In the United Kingdom, as in many parts of the world, this is often due to poor service provision, but sometimes it is simply down to misinformation. In this review, we clarify the causes and presentation of schizophrenia, summarise the treatments that are available, and try to clear up a few myths. We searched the online electronic databases Web of Knowledge, the Cochrane Library, and the current National Institute for Health and Clinical Excellence NICE guidelines for suitable evidence based material.
Box 1 lists the common symptoms of schizophrenia. Persecution—patients think they are victims of some form of threat or are central to a conspiracy. Passivity—patients think that their thoughts or actions are being controlled by an external force or person, research paper schizophrenia disorder.
Other—delusions can develop along any theme; for instance grandiose, sexual, or religious. Manifests as distorted or illogical speech—a failure to use language in a logical and coherent way. These include social withdrawal, self neglect, loss of motivation and initiative, emotional blunting, and paucity of speech. People with schizophrenia typically hear voices auditory hallucinationswhich often criticise or abuse them.
The voices may speak directly to the patient, comment on the patient's actions, or discuss the patient among themselves. Not surprisingly, people who hear voices often try to make some sense of these hallucinations, and this can lead to the development of strange beliefs or delusions. Many patients also have thought disorder and negative symptoms. While negative symptoms may be less troubling to the patient, they can be very distressing to relatives.
Psychiatrists often classify schizophrenia into subtypes according to the balance of symptoms that a patient manifests box 2. Sustained evidence over at least two weeks of catatonic behaviour including stupor, excitement, posturing, and rigidity.
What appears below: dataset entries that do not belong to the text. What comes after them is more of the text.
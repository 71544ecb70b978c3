//! Application Configuration
//!
//! Configuration for the jobs application layer.

use std::path::PathBuf;

/// Document storage configuration
#[derive(Debug, Clone)]
pub struct StorageConfig {
    /// Root directory for stored documents
    pub root: PathBuf,
}

impl StorageConfig {
    pub fn new(root: impl Into<PathBuf>) -> Self {
        Self { root: root.into() }
    }

    /// Create config for development (relative local directory)
    pub fn development() -> Self {
        Self {
            root: PathBuf::from("storage/documents"),
        }
    }
}

#[cfg(test)]
mod tests {
    use super::*;

    #[test]
    fn test_development_root() {
        let config = StorageConfig::development();
        assert_eq!(config.root, PathBuf::from("storage/documents"));
    }
}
While we often think of schizophrenia as a major departure from normal health, mild symptoms can occur in healthy people and research paper schizophrenia disorder not associated with illness.
We have known for more than 40 years that excessive dopamine transmission in the brain's mesolimbic system plays a key role in schizophrenia. Support for this comes from several strands of evidence box 3. How does dopamine excess lead patients to believe that their neighbours are talking about them, research paper schizophrenia disorder, or that the Central Intelligence Agency CIA is after them?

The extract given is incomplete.